Documentary Filmmaker / Religious Critic
So I'll geofence your community, and they'll see my ads. I'll geofence your community, and they'll see my ads. It's. It's literally just business. It's the shrewdest, most like, cutthroat form of capitalism. And it's in churches.
Nathan
So crazy.
Documentary Filmmaker / Religious Critic
And they use tithe money. They use donor money to fund all this. And then they say, look at how God blessed us. We have all this big stuff. It's like, no, you're just a better marketer, bro. You're a better speaker. You figured out the model, and then you have no external accountability. So you can scale as fast as you can. And now a big thing is I can bankroll my congregation so I could put future debt on my congregation. So if I'm like, let's say I've got a thousand people in my pews and they give $2 million a year. Well, we want to do a new build. So I'm going to go to the bank and get a $15 million loan because, hey, this is our forecast off their donor, off their generosity. So I'm bank.
Nathan
Look at my last two years tax return.
Documentary Filmmaker / Religious Critic
Yeah, I'm bankrolling my congregation for future debt.
Nathan
Wow. You're leveraging them to buy more real estate.
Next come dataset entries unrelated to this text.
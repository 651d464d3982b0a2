//! The seam between the negotiator and a concrete peer connection.

use std::sync::Arc;

use async_trait::async_trait;
use dari_shared::{IceCandidate, IceServer, SessionDescription, TrackKind};
use thiserror::Error;
use tokio::sync::mpsc;

use crate::capture::LocalTrack;

#[derive(Error, Debug)]
pub enum TransportError {
    #[error("peer connection error: {0}")]
    Backend(String),

    #[error("remote description rejected: {0}")]
    InvalidDescription(String),

    #[error("ICE candidate rejected: {0}")]
    CandidateRejected(String),

    #[error("peer connection is closed")]
    Closed,
}

#[derive(Debug, Clone, Copy, PartialEq, Eq, Hash)]
pub enum PeerConnectionState {
    New,
    Connecting,
    Connected,
    Disconnected,
    Failed,
    Closed,
}

impl std::fmt::Display for PeerConnectionState {
    fn fmt(&self, f: &mut std::fmt::Formatter<'_>) -> std::fmt::Result {
        f.write_str(match self {
            PeerConnectionState::New => "new",
            PeerConnectionState::Connecting => "connecting",
            PeerConnectionState::Connected => "connected",
            PeerConnectionState::Disconnected => "disconnected",
            PeerConnectionState::Failed => "failed",
            PeerConnectionState::Closed => "closed",
        })
    }
}

/// Raw notifications from a peer connection.
#[derive(Debug, Clone, PartialEq, Eq)]
pub enum PeerEvent {
    LocalCandidate(IceCandidate),
    /// One per remote track; several tracks may share a stream.
    RemoteTrack { stream_id: String, kind: TrackKind },
    StateChanged(PeerConnectionState),
}

pub type PeerEvents = mpsc::UnboundedReceiver<PeerEvent>;

/// One peer connection.
///
/// Implementations report candidates, tracks and state through the event
/// channel handed out by their [`TransportFactory`].
#[async_trait]
pub trait PeerTransport: Send + Sync {
    async fn add_local_track(&self, track: &LocalTrack) -> Result<(), TransportError>;

    /// Generate an offer and install it as the local description.
    async fn create_offer(&self) -> Result<SessionDescription, TransportError>;

    /// Generate an answer to the applied remote offer and install it as the
    /// local description.
    async fn create_answer(&self) -> Result<SessionDescription, TransportError>;

    async fn set_remote_description(
        &self,
        description: &SessionDescription,
    ) -> Result<(), TransportError>;

    /// Fails with [`TransportError::CandidateRejected`] before a remote
    /// description is set.
    async fn add_ice_candidate(&self, candidate: &IceCandidate) -> Result<(), TransportError>;

    async fn close(&self) -> Result<(), TransportError>;
}

#[async_trait]
pub trait TransportFactory: Send + Sync {
    async fn connect(
        &self,
        ice_servers: &[IceServer],
    ) -> Result<(Arc<dyn PeerTransport>, PeerEvents), TransportError>;
}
Documentary Filmmaker / Religious Critic
It is the biggest racket. And then people look at us and they go, you are tearing down the body of Christ, Nathan. And I'm like, I don't think I am. I think we're just saying, hey, there's a lot of really dirty business practices in this system. And, like, let's get back to preaching Christ and living like Christ.
Nathan
Yeah. What. What is Kenneth. Speaking of Kenneth Copeland? Is he still alive? Oh, yeah, he's still doing his thing.
Documentary Filmmaker / Religious Critic
He said he's going to die at 120 years old. He made a prophetic. A prophetic statement that God's taking a wild one, man. Yeah.
Nathan
I mean, that famous video of him talking down to that reporter. He looks like, yeah, we went to.
Documentary Filmmaker / Religious Critic
Yeah, we went to Kenneth Copeland's property. I've Been to this.
Nathan
Oh, is that with Tommy G? You went there?
Documentary Filmmaker / Religious Critic
Tommy G. Yeah, yeah, yeah.
Nathan
What happened with that?
Documentary Filmmaker / Religious Critic
They didn't want to arrest us. They were. Their security was smart. But.
Nathan
So where was his property?
Documentary Filmmaker / Religious Critic
His property is in Eagle Mountain, so outside Dallas.
Nathan
Okay, okay.
Documentary Filmmaker / Religious Critic
In Fort Worth.
Nathan
Something about Texas and Jesus. Dude. Dude.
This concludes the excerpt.